- DATA SUPPLIED:
+++
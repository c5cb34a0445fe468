use iced::mouse;
use iced::widget::canvas;
use iced::{Color, Point, Rectangle, Renderer, Size, Theme};

use crate::selection::{self, handle_box, hit_test, DragMode, Handle, SelectionRect};
use crate::ui::style::{
    OVERLAY_BORDER, OVERLAY_BORDER_WIDTH, OVERLAY_DASH, OVERLAY_DIM, OVERLAY_HANDLE,
};
use crate::ui::{Message, PointerEvent};

/// Canvas program that draws the selection and forwards pointer input.
///
/// The engine works y-up; the canvas is y-down. Points are flipped against
/// the canvas height on the way in and rectangles on the way out.
pub struct SelectionOverlay {
    pub rect: SelectionRect,
    pub mode: DragMode,
}

fn to_engine(position: Point, bounds: &Rectangle) -> selection::Point {
    selection::Point::new(position.x as f64, (bounds.height - position.y) as f64)
}

fn to_screen(rect: &SelectionRect, bounds: &Rectangle) -> Rectangle {
    Rectangle {
        x: rect.x as f32,
        y: bounds.height - rect.max_y() as f32,
        width: rect.width as f32,
        height: rect.height as f32,
    }
}

fn surface_size(bounds: &Rectangle) -> selection::Size {
    selection::Size::new(bounds.width as f64, bounds.height as f64)
}

impl canvas::Program<Message> for SelectionOverlay {
    /// Whether the left button went down on this canvas.
    type State = bool;

    fn update(
        &self,
        pressed: &mut Self::State,
        event: canvas::Event,
        bounds: Rectangle,
        cursor: mouse::Cursor,
    ) -> (canvas::event::Status, Option<Message>) {
        match event {
            canvas::Event::Mouse(mouse::Event::ButtonPressed(mouse::Button::Left)) => {
                let Some(position) = cursor.position_in(bounds) else {
                    return (canvas::event::Status::Ignored, None);
                };
                *pressed = true;
                (
                    canvas::event::Status::Captured,
                    Some(Message::Pointer(PointerEvent::Pressed(to_engine(
                        position, &bounds,
                    )))),
                )
            }
            canvas::Event::Mouse(mouse::Event::CursorMoved { .. }) if *pressed => {
                let Some(position) = cursor.position_from(bounds.position()) else {
                    return (canvas::event::Status::Ignored, None);
                };
                (
                    canvas::event::Status::Captured,
                    Some(Message::Pointer(PointerEvent::Dragged {
                        location: to_engine(position, &bounds),
                        surface: surface_size(&bounds),
                    })),
                )
            }
            canvas::Event::Mouse(mouse::Event::ButtonReleased(mouse::Button::Left)) if *pressed => {
                *pressed = false;
                (
                    canvas::event::Status::Captured,
                    Some(Message::Pointer(PointerEvent::Released)),
                )
            }
            _ => (canvas::event::Status::Ignored, None),
        }
    }

    fn draw(
        &self,
        _state: &Self::State,
        renderer: &Renderer,
        _theme: &Theme,
        bounds: Rectangle,
        _cursor: mouse::Cursor,
    ) -> Vec<canvas::Geometry<Renderer>> {
        let mut frame = canvas::Frame::new(renderer, bounds.size());
        let selected = to_screen(&self.rect, &bounds);

        // Dim everything around the selection.
        let bands = [
            (Point::ORIGIN, Size::new(bounds.width, selected.y.max(0.0))),
            (
                Point::new(0.0, selected.y + selected.height),
                Size::new(bounds.width, (bounds.height - selected.y - selected.height).max(0.0)),
            ),
            (
                Point::new(0.0, selected.y),
                Size::new(selected.x.max(0.0), selected.height),
            ),
            (
                Point::new(selected.x + selected.width, selected.y),
                Size::new((bounds.width - selected.x - selected.width).max(0.0), selected.height),
            ),
        ];
        for (top_left, size) in bands {
            frame.fill_rectangle(top_left, size, OVERLAY_DIM);
        }

        let outline = canvas::Path::rectangle(selected.position(), selected.size());
        frame.stroke(
            &outline,
            canvas::Stroke {
                line_dash: canvas::LineDash {
                    segments: &OVERLAY_DASH,
                    offset: 0,
                },
                ..canvas::Stroke::default()
                    .with_color(OVERLAY_BORDER)
                    .with_width(OVERLAY_BORDER_WIDTH)
            },
        );

        for handle in Handle::GRABBABLE {
            if let Some(hit_box) = handle_box(handle, &self.rect) {
                let on_screen = to_screen(&hit_box, &bounds);
                let dot = canvas::Path::circle(on_screen.center(), on_screen.width / 2.0);
                frame.fill(&dot, handle_color(self.mode, handle));
            }
        }

        vec![frame.into_geometry()]
    }

    fn mouse_interaction(
        &self,
        pressed: &Self::State,
        bounds: Rectangle,
        cursor: mouse::Cursor,
    ) -> mouse::Interaction {
        if let DragMode::Resizing(handle) = self.mode {
            return resize_cursor(handle);
        }
        if *pressed && self.mode == DragMode::Moving {
            return mouse::Interaction::Grabbing;
        }
        let Some(position) = cursor.position_in(bounds) else {
            return mouse::Interaction::default();
        };
        let point = to_engine(position, &bounds);
        match hit_test(&self.rect, point) {
            Handle::None if self.rect.contains(point) => mouse::Interaction::Grab,
            Handle::None => mouse::Interaction::Crosshair,
            handle => resize_cursor(handle),
        }
    }
}

fn handle_color(mode: DragMode, handle: Handle) -> Color {
    match mode {
        DragMode::Resizing(active) if active == handle => Color::WHITE,
        _ => OVERLAY_HANDLE,
    }
}

fn resize_cursor(handle: Handle) -> mouse::Interaction {
    match handle {
        Handle::Left | Handle::Right => mouse::Interaction::ResizingHorizontally,
        Handle::Top | Handle::Bottom => mouse::Interaction::ResizingVertically,
        Handle::TopRight | Handle::BottomLeft => mouse::Interaction::ResizingDiagonallyUp,
        Handle::TopLeft | Handle::BottomRight => mouse::Interaction::ResizingDiagonallyDown,
        Handle::None => mouse::Interaction::default(),
    }
}

#[cfg(test)]
mod tests {
    use super::*;

    fn bounds() -> Rectangle {
        Rectangle::new(Point::ORIGIN, Size::new(1000.0, 800.0))
    }

    #[test]
    fn test_to_engine_flips_y() {
        let point = to_engine(Point::new(10.0, 100.0), &bounds());
        assert_eq!(point, selection::Point::new(10.0, 700.0));
    }

    #[test]
    fn test_to_screen_flips_rect() {
        let rect = SelectionRect::new(200.0, 175.0, 600.0, 450.0);
        let on_screen = to_screen(&rect, &bounds());
        assert_eq!(on_screen.x, 200.0);
        assert_eq!(on_screen.y, 175.0);
        assert_eq!(on_screen.height, 450.0);

        let low = SelectionRect::new(0.0, 0.0, 100.0, 100.0);
        assert_eq!(to_screen(&low, &bounds()).y, 700.0);
    }

    #[test]
    fn test_resize_cursor_for_edges() {
        assert_eq!(resize_cursor(Handle::Left), mouse::Interaction::ResizingHorizontally);
        assert_eq!(resize_cursor(Handle::Bottom), mouse::Interaction::ResizingVertically);
    }

    #[test]
    fn test_resize_cursor_for_corners() {
        assert_eq!(resize_cursor(Handle::TopRight), mouse::Interaction::ResizingDiagonallyUp);
        assert_eq!(resize_cursor(Handle::BottomLeft), mouse::Interaction::ResizingDiagonallyUp);
        assert_eq!(resize_cursor(Handle::TopLeft), mouse::Interaction::ResizingDiagonallyDown);
        assert_eq!(resize_cursor(Handle::BottomRight), mouse::Interaction::ResizingDiagonallyDown);
    }
}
+++
- GOAL OF THE EXERCISE: Retype the records in full. Keep every line identical to the original.

- RESULT:
repository c5cb34a0445fe468
use iced::mouse;
use iced::widget::canvas;
use iced::{Color, Point, Rectangle, Renderer, Size, Theme};

use crate::selection::{self, handle_box, hit_test, DragMode, Handle, SelectionRect};
use crate::ui::style::{
    OVERLAY_BORDER, OVERLAY_BORDER_WIDTH, OVERLAY_DASH, OVERLAY_DIM, OVERLAY_HANDLE,
};
use crate::ui::{Message, PointerEvent};

/// Canvas program that draws the selection and forwards pointer input.
///
/// The engine works y-up; the canvas is y-down. Points are flipped against
/// the canvas height on the way in and rectangles on the way out.
pub struct SelectionOverlay {
    pub rect: SelectionRect,
    pub mode: DragMode,
}

fn to_engine(position: Point, bounds: &Rectangle) -> selection::Point {
    selection::Point::new(position.x as f64, (bounds.height - position.y) as f64)
}

fn to_screen(rect: &SelectionRect, bounds: &Rectangle) -> Rectangle {
    Rectangle {
        x: rect.x as f32,
        y: bounds.height - rect.max_y() as f32,
        width: rect.width as f32,
        height: rect.height as f32,
    }
}

fn surface_size(bounds: &Rectangle) -> selection::Size {
    selection::Size::new(bounds.width as f64, bounds.height as f64)
}

impl canvas::Program<Message> for SelectionOverlay {
    /// Whether the left button went down on this canvas.
    type State = bool;

    fn update(
        &self,
        pressed: &mut Self::State,
        event: canvas::Event,
        bounds: Rectangle,
        cursor: mouse::Cursor,
    ) -> (canvas::event::Status, Option<Message>) {
        match event {
            canvas::Event::Mouse(mouse::Event::ButtonPressed(mouse::Button::Left)) => {
                let Some(position) = cursor.position_in(bounds) else {
                    return (canvas::event::Status::Ignored, None);
                };
                *pressed = true;
                (
                    canvas::event::Status::Captured,
                    Some(Message::Pointer(PointerEvent::Pressed(to_engine(
                        position, &bounds,
                    )))),
                )
            }
            canvas::Event::Mouse(mouse::Event::CursorMoved { .. }) if *pressed => {
                let Some(position) = cursor.position_from(bounds.position()) else {
                    return (canvas::event::Status::Ignored, None);
                };
                (
                    canvas::event::Status::Captured,
                    Some(Message::Pointer(PointerEvent::Dragged {
                        location: to_engine(position, &bounds),
                        surface: surface_size(&bounds),
                    })),
                )
            }
            canvas::Event::Mouse(mouse::Event::ButtonReleased(mouse::Button::Left)) if *pressed => {
                *pressed = false;
                (
                    canvas::event::Status::Captured,
                    Some(Message::Pointer(PointerEvent::Released)),
                )
            }
            _ => (canvas::event::Status::Ignored, None),
        }
    }

    fn draw(
        &self,
        _state: &Self::State,
        renderer: &Renderer,
        _theme: &Theme,
        bounds: Rectangle,
        _cursor: mouse::Cursor,
    ) -> Vec<canvas::Geometry<Renderer>> {
        let mut frame = canvas::Frame::new(renderer, bounds.size());
        let selected = to_screen(&self.rect, &bounds);

        // Dim everything around the selection.
        let bands = [
            (Point::ORIGIN, Size::new(bounds.width, selected.y.max(0.0))),
            (
                Point::new(0.0, selected.y + selected.height),
                Size::new(bounds.width, (bounds.height - selected.y - selected.height).max(0.0)),
            ),
            (
                Point::new(0.0, selected.y),
                Size::new(selected.x.max(0.0), selected.height),
            ),
            (
                Point::new(selected.x + selected.width, selected.y),
                Size::new((bounds.width - selected.x - selected.width).max(0.0), selected.height),
            ),
        ];
        for (top_left, size) in bands {
            frame.fill_rectangle(top_left, size, OVERLAY_DIM);
        }

        let outline = canvas::Path::rectangle(selected.position(), selected.size());
        frame.stroke(
            &outline,
            canvas::Stroke {
                line_dash: canvas::LineDash {
                    segments: &OVERLAY_DASH,
                    offset: 0,
                },
                ..canvas::Stroke::default()
                    .with_color(OVERLAY_BORDER)
                    .with_width(OVERLAY_BORDER_WIDTH)
            },
        );

        for handle in Handle::GRABBABLE {
            if let Some(hit_box) = handle_box(handle, &self.rect) {
                let on_screen = to_screen(&hit_box, &bounds);
                let dot = canvas::Path::circle(on_screen.center(), on_screen.width / 2.0);
                frame.fill(&dot, handle_color(self.mode, handle));
            }
        }

        vec![frame.into_geometry()]
    }

    fn mouse_interaction(
        &self,
        pressed: &Self::State,
        bounds: Rectangle,
        cursor: mouse::Cursor,
    ) -> mouse::Interaction {
        if let DragMode::Resizing(handle) = self.mode {
            return resize_cursor(handle);
        }
        if *pressed && self.mode == DragMode::Moving {
            return mouse::Interaction::Grabbing;
        }
        let Some(position) = cursor.position_in(bounds) else {
            return mouse::Interaction::default();
        };
        let point = to_engine(position, &bounds);
        match hit_test(&self.rect, point) {
            Handle::None if self.rect.contains(point) => mouse::Interaction::Grab,
            Handle::None => mouse::Interaction::Crosshair,
            handle => resize_cursor(handle),
        }
    }
}

fn handle_color(mode: DragMode, handle: Handle) -> Color {
    match mode {
        DragMode::Resizing(active) if active == handle => Color::WHITE,
        _ => OVERLAY_HANDLE,
    }
}

fn resize_cursor(handle: Handle) -> mouse::Interaction {
    match handle {
        Handle::Left | Handle::Right => mouse::Interaction::ResizingHorizontally,
        Handle::Top | Handle::Bottom => mouse::Interaction::ResizingVertically,
        Handle::TopRight | Handle::BottomLeft => mouse::Interaction::ResizingDiagonallyUp,
        Handle::TopLeft | Handle::BottomRight => mouse::Interaction::ResizingDiagonallyDown,
        Handle::None => mouse::Interaction::default(),
    }
}

#[cfg(test)]
mod tests {
    use super::*;

    fn bounds() -> Rectangle {
        Rectangle::new(Point::ORIGIN, Size::new(1000.0, 800.0))
    }

    #[test]
    fn test_to_engine_flips_y() {
        let point = to_engine(Point::new(10.0, 100.0), &bounds());
        assert_eq!(point, selection::Point::new(10.0, 700.0));
    }

    #[test]
    fn test_to_screen_flips_rect() {
        let rect = SelectionRect::new(200.0, 175.0, 600.0, 450.0);
        let on_screen = to_screen(&rect, &bounds());
        assert_eq!(on_screen.x, 200.0);
        assert_eq!(on_screen.y, 175.0);
        assert_eq!(on_screen.height, 450.0);

        let low = SelectionRect::new(0.0, 0.0, 100.0, 100.0);
        assert_eq!(to_screen(&low, &bounds()).y, 700.0);
    }

    #[test]
    fn test_resize_cursor_for_edges() {
        assert_eq!(resize_cursor(Handle::Left), mouse::Interaction::ResizingHorizontally);
        assert_eq!(resize_cursor(Handle::Bottom), mouse::Interaction::ResizingVertically);
    }

    #[test]
    fn test_resize_cursor_for_corners() {
        assert_eq!(resize_cursor(Handle::TopRight), mouse::Interaction::ResizingDiagonallyUp);
        assert_eq!(resize_cursor(Handle::BottomLeft), mouse::Interaction::ResizingDiagonallyUp);
        assert_eq!(resize_cursor(Handle::TopLeft), mouse::Interaction::ResizingDiagonallyDown);
        assert_eq!(resize_cursor(Handle::BottomRight), mouse::Interaction::ResizingDiagonallyDown);
    }
}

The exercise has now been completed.